В глубине долины сияли фиолетовые шиферные крыши и синие часовые башни. Снег был ясным и сверкал на полях. Каждый холм, возвышавшийся над дорогой, был увенчан мощной зенитной батареей. На нас это произвело хорошее впечатление. Колонны грузовиков двигались без задержек.
В 16.00 мы добрались до Зеппа Дитриха. Он возвращался из инспекционной поездки. Зепп не подтвердил радостные новости, которые со скоростью света носились по Берлину. Льеж так и не был отбит у союзников, но немецкие танки дошли до Либрамона и Сен-Убера. Они захватили Ла-Рош и Марш. Арденны были очищены на большом расстоянии от этих городов, немцы находились в нескольких километрах от Намюра и Динана. Они пересекли Арденнское плато всего за три дня. Река Ур была форсирована без единого выстрела. Бросок к Маасу оказался таким же стремительным, как в мае 1940 года.
Я спал в промороженном насквозь доме, а над головой со зловещим свистом пролетали немецкие ракеты V-1, оставляя за собой длинные красные огненные хвосты.

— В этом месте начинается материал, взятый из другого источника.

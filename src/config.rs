use serde::{Deserialize, Serialize};
use std::collections::BTreeMap;
use std::path::Path;

use crate::leads::files::{ACCEPTED_EXTENSIONS, MAX_UPLOAD_BYTES};

/// Default spreadsheet export with the materials list
pub const DEFAULT_SHEET_URL: &str = "https://docs.google.com/spreadsheets/d/1v79ZawzWLyeDgQF6Y1VZsNIM1pP1OXvUi4pvLT5ATRI/export?format=csv&gid=624696833";

#[derive(Debug, Clone, Default, Deserialize, Serialize)]
pub struct Config {
    #[serde(default)]
    pub server: ServerConfig,
    #[serde(default)]
    pub catalog: CatalogConfig,
    #[serde(default)]
    pub calculator: CalculatorConfig,
    #[serde(default)]
    pub leads: LeadsConfig,
    #[serde(default)]
    pub site: SiteConfig,
    #[serde(default)]
    pub metrics: MetricsConfig,
}

#[derive(Debug, Clone, Deserialize, Serialize)]
pub struct ServerConfig {
    #[serde(default = "default_host")]
    pub host: String,
    #[serde(default = "default_port")]
    pub port: u16,
    #[serde(default = "default_log_level")]
    pub log_level: String,
    #[serde(default = "default_log_format")]
    pub log_format: String,
}

impl Default for ServerConfig {
    fn default() -> Self {
        Self {
            host: default_host(),
            port: default_port(),
            log_level: default_log_level(),
            log_format: default_log_format(),
        }
    }
}

#[derive(Debug, Clone, Deserialize, Serialize)]
pub struct CatalogConfig {
    /// CSV export URL; empty disables the feed
    #[serde(default = "default_sheet_url")]
    pub sheet_url: String,
    /// Fetch timeout; none by default
    #[serde(default)]
    pub timeout_seconds: Option<u64>,
}

impl Default for CatalogConfig {
    fn default() -> Self {
        Self {
            sheet_url: default_sheet_url(),
            timeout_seconds: None,
        }
    }
}

#[derive(Debug, Clone, Deserialize, Serialize)]
pub struct CalculatorConfig {
    #[serde(default = "default_min_volume")]
    pub min_volume_cm3: f64,
    #[serde(default = "default_max_volume")]
    pub max_volume_cm3: f64,
    #[serde(default = "default_volume")]
    pub default_volume_cm3: f64,
}

impl Default for CalculatorConfig {
    fn default() -> Self {
        Self {
            min_volume_cm3: default_min_volume(),
            max_volume_cm3: default_max_volume(),
            default_volume_cm3: default_volume(),
        }
    }
}

#[derive(Debug, Clone, Deserialize, Serialize)]
pub struct LeadsConfig {
    /// CRM lead endpoint, absolute or relative to `base_url`
    #[serde(default = "default_lead_endpoint")]
    pub endpoint: String,
    #[serde(default)]
    pub base_url: Option<String>,
    #[serde(default)]
    pub timeout_seconds: Option<u64>,
    /// Minimum time the upload form must be open before submit
    #[serde(default = "default_min_fill_ms")]
    pub min_fill_ms: u64,
}

impl Default for LeadsConfig {
    fn default() -> Self {
        Self {
            endpoint: default_lead_endpoint(),
            base_url: None,
            timeout_seconds: None,
            min_fill_ms: default_min_fill_ms(),
        }
    }
}

#[derive(Debug, Clone, Default, Deserialize, Serialize)]
pub struct ContactsConfig {
    #[serde(default)]
    pub whatsapp: Option<String>,
    #[serde(default)]
    pub telegram: Option<String>,
}

#[derive(Debug, Clone, Deserialize, Serialize)]
pub struct SiteConfig {
    #[serde(default = "default_title")]
    pub title: String,
    #[serde(default)]
    pub logo_url: Option<String>,
    #[serde(default)]
    pub favicon_url: Option<String>,
    #[serde(default = "default_policy_url")]
    pub policy_url: String,
    /// Named image assets (`seg-design`, `service-light`, `material-0`, ...)
    #[serde(default)]
    pub assets: BTreeMap<String, String>,
    #[serde(default)]
    pub contacts: ContactsConfig,
    #[serde(default = "default_accepted_extensions")]
    pub accepted_extensions: Vec<String>,
    #[serde(default = "default_max_upload_bytes")]
    pub max_upload_bytes: u64,
}

impl Default for SiteConfig {
    fn default() -> Self {
        Self {
            title: default_title(),
            logo_url: None,
            favicon_url: None,
            policy_url: default_policy_url(),
            assets: BTreeMap::new(),
            contacts: ContactsConfig::default(),
            accepted_extensions: default_accepted_extensions(),
            max_upload_bytes: default_max_upload_bytes(),
        }
    }
}

#[derive(Debug, Clone, Deserialize, Serialize)]
pub struct MetricsConfig {
    #[serde(default = "default_true")]
    pub enabled: bool,
    #[serde(default = "default_metrics_endpoint")]
    pub endpoint: String,
}

impl Default for MetricsConfig {
    fn default() -> Self {
        Self {
            enabled: true,
            endpoint: default_metrics_endpoint(),
        }
    }
}

fn default_host() -> String {
    "0.0.0.0".to_string()
}

fn default_port() -> u16 {
    8080
}

fn default_log_level() -> String {
    "info".to_string()
}

fn default_log_format() -> String {
    "text".to_string()
}

fn default_sheet_url() -> String {
    DEFAULT_SHEET_URL.to_string()
}

fn default_min_volume() -> f64 {
    10.0
}

fn default_max_volume() -> f64 {
    2000.0
}

fn default_volume() -> f64 {
    250.0
}

fn default_lead_endpoint() -> String {
    "/api/amo/lead".to_string()
}

fn default_min_fill_ms() -> u64 {
    2000
}

fn default_title() -> String {
    "3D ZIPPER — Фабрика деталей".to_string()
}

fn default_policy_url() -> String {
    "/policy".to_string()
}

fn default_accepted_extensions() -> Vec<String> {
    ACCEPTED_EXTENSIONS.iter().map(|ext| ext.to_string()).collect()
}

fn default_max_upload_bytes() -> u64 {
    MAX_UPLOAD_BYTES
}

fn default_true() -> bool {
    true
}

fn default_metrics_endpoint() -> String {
    "/metrics".to_string()
}

/// Load configuration from an optional TOML file plus `ZIPPER__*` env vars
pub fn load_config(path: &Path) -> anyhow::Result<Config> {
    let config = config::Config::builder()
        .add_source(config::File::from(path).required(false))
        .add_source(config::Environment::with_prefix("ZIPPER").separator("__"))
        .build()?;

    let cfg: Config = config.try_deserialize()?;
    validate_config(&cfg)?;

    Ok(cfg)
}

pub fn validate_config(cfg: &Config) -> anyhow::Result<()> {
    if cfg.server.host.parse::<std::net::IpAddr>().is_err() {
        anyhow::bail!("server.host '{}' is not a valid IP address", cfg.server.host);
    }

    let calc = &cfg.calculator;
    if !(calc.min_volume_cm3 > 0.0) {
        anyhow::bail!("calculator.min_volume_cm3 must be positive");
    }
    if calc.min_volume_cm3 >= calc.max_volume_cm3 {
        anyhow::bail!(
            "calculator.min_volume_cm3 ({}) must be below max_volume_cm3 ({})",
            calc.min_volume_cm3,
            calc.max_volume_cm3
        );
    }
    if calc.default_volume_cm3 < calc.min_volume_cm3 || calc.default_volume_cm3 > calc.max_volume_cm3 {
        anyhow::bail!(
            "calculator.default_volume_cm3 ({}) must lie within [{}, {}]",
            calc.default_volume_cm3,
            calc.min_volume_cm3,
            calc.max_volume_cm3
        );
    }

    if cfg.leads.endpoint.trim().is_empty() {
        anyhow::bail!("leads.endpoint cannot be empty");
    }

    if cfg.metrics.enabled && !cfg.metrics.endpoint.starts_with('/') {
        anyhow::bail!("metrics.endpoint must start with '/'");
    }

    Ok(())
}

Мороз был очень сильным. В десять утра я посетил рождественскую мессу. Из церкви мы вышли толпой, старые фермеры, ребятишки с красными носами, полусонные солдаты. Но мы едва успели броситься в снег. Англо-американские истребители кружили над нами. Бомбардировщики проносились в морозном воздухе, оставляя за собой длинные белые следы.
Они громили коттеджи и убивали людей. Фермы горели. Женщины и маленькие девочки, перепачканные и окровавленные, оказывались под завалами.
Началось контрнаступление союзников. Не на земле, а в небе, в этом прозрачном свете. Следующие десять дней багровое солнце светило от рассвета и до заката. Ночи были прозрачными, каждое строение, каждый дом отчетливо виднелись на фоне белого снега.
Солнце было более смертоносным для немцев, чем две тысячи танков, использованные в контрнаступлении. Благодаря ему тысячи самолетов союзников постоянно бомбили и обстреливали дороги, деревни, развилки и зенитки, которые пытались остановить их.
На Рождество Зепп Дитрих перенес свой командный пункт в район между Мальмеди и Сен-Витом. Мы тоже двинулись в путь. Солнце поднималось ненадолго. Но масштабы опустошения определить стало уже невозможно.
Наверняка большинство бомб падало рядом с целью, создавая огромные грязные воронки на заснеженных полях или ломая ветви елей. Тем не менее союзники сыпали бомбы в таком количестве, что сотни их все-таки находили цель. Автомобили взрывались в пламени. Зияющие дыры возникали на дороге, вьющейся по склону горы. Дома складывались, словно были выстроены из игральных карт, и их обломки перекрывали дороги.
Следовало ожидать бомбардировки, поэтому сотни русских и итальянских пленных заранее отправляли в угрожаемое место. Они расчищали завалы и засыпали воронки, но это требовало времени. Колонны грузовиков стояли на месте. Штурмовики пикировали на них, поджигая множество машин, что создавало дополнительные проблемы. С этого дня мы были вынуждены рассчитывать, сколько именно машин потеряет очередной конвой.
Я использовал в качестве командной машины большой вездеход. Он имел мощный мотор и проходил повсюду не хуже танка, но при этом жрал 70 литров бензина на 100 километров. Заливая бензобак на остановке, я задержался на пять минут. Эта задержка спасла мне жизнь. Если бы не она, я оказался бы в Сен-Вите как раз в тот момент, когда весь город буквально взлетел на воздух.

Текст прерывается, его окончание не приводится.